I wanted to report on our flight of May 4th to Santa Ynez. The primary reason of the trip was to attend a presentation of three scholarships by the Santa Ynez Airport Authority to some tremendously qualified high school students. The scholarships are for a full private license (from ground school to medical to check ride). Thus far, the authority has over $20,000 invested. I want to address two very interesting parts of the visit:
1) The students – You would not believe the quality of these young people. Examples of their qualifications – Student Body President, Sport MVP/Captain, National Merit Scholars (all carry over a 4.0), Eagle Scout, Church Missionary and Sunday School Instructor, on and on. The young lady who won this year?s award is ranked number 7 in the class. Also, this school has trhee students accepted to the Air Force Academy next fall (out of 1250 nationally). On top of this, they are all or soon will be licensed pilots. They received written certificates from the State Senator, Congressman, and Mayor at this ceremony (there are others planned).
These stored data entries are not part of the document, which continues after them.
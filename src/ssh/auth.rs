//! Credential resolution
//!
//! Turns the command-line credentials into an ordered list of
//! [`AuthMethod`]s: the `-P` password, a prompted password when no
//! credentials were given, then the `-i` identity file.

use std::path::Path;

use russh::keys::{decode_secret_key, PrivateKey};
use tracing::debug;

use super::config::AuthMethod;
use crate::config::SshConnectConfig;
use crate::error::{JmsToolError, Result};

/// Collect authentication methods for a connection
pub async fn resolve_auth_methods(config: &SshConnectConfig) -> Result<Vec<AuthMethod>> {
    let mut methods = Vec::with_capacity(2);

    if let Some(ref password) = config.password {
        methods.push(AuthMethod::Password(password.clone()));
    }

    if config.needs_password_prompt() {
        let prompt = format!("{} password: ", config.target);
        methods.push(AuthMethod::Password(prompt_secret(prompt).await?));
    }

    if let Some(ref key_path) = config.identity {
        let key = load_private_key(key_path).await?;
        methods.push(AuthMethod::PublicKey(std::sync::Arc::new(key)));
    }

    Ok(methods)
}

/// Read and decode a private key file
///
/// OpenSSH and PEM encodings are accepted. Encrypted keys trigger a
/// passphrase prompt.
pub async fn load_private_key(path: &Path) -> Result<PrivateKey> {
    let content = tokio::fs::read_to_string(path).await?;

    match decode_secret_key(&content, None) {
        Ok(key) => Ok(key),
        Err(russh::keys::Error::KeyIsEncrypted) => {
            debug!("{} is encrypted, prompting for passphrase", path.display());
            let passphrase =
                prompt_secret(format!("Enter passphrase for key {}: ", path.display())).await?;
            decode_key(&content, Some(&passphrase), path)
        }
        Err(e) => Err(key_error(path, e)),
    }
}

fn decode_key(content: &str, passphrase: Option<&str>, path: &Path) -> Result<PrivateKey> {
    decode_secret_key(content, passphrase).map_err(|e| key_error(path, e))
}

fn key_error(path: &Path, e: russh::keys::Error) -> JmsToolError {
    JmsToolError::SshKey(format!(
        "failed to parse private key {}: {}",
        path.display(),
        e
    ))
}

/// Prompt on the terminal without echo
async fn prompt_secret(prompt: String) -> Result<String> {
    tokio::task::spawn_blocking(move || rpassword::prompt_password(prompt))
        .await
        .map_err(|e| JmsToolError::auth(format!("password prompt failed: {e}")))?
        .map_err(JmsToolError::Io)
}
2) The airport authority. The airport is owned by the county, but run by the authority, which is a 501(c)(3). They have a $1 million grant coming for ramp and taxiway rehabilitation and are working on an extension to the runway (2,804 ft. currently). I spent some time talking to Willy, the chair of the authority. The most interesting aspect is: 1) he was a county supervisor, 2) he is not a pilot and most important, 3) he refers to himself as ‘part of the family.’ He is making extraordinary efforts to undo some of the rules he passed when he was a supervisor. For example, he now understands that runway length doesn’t necessarily mean larger aircraft, but it does increase safety and can be used to keep noise away from houses and on the airport. He also talked about FAA advising that pilots don’t land on displaced thresholds and that the incentive to fly safely comes through the insurance companies. He said the first year of the authority was difficult, at best, but the common theme is that the community realizes the importance of the airport economically and otherwise (while we were there, several helicopters were working a fire nearby and a mobile mixing plant was being set up to provide fire retardant).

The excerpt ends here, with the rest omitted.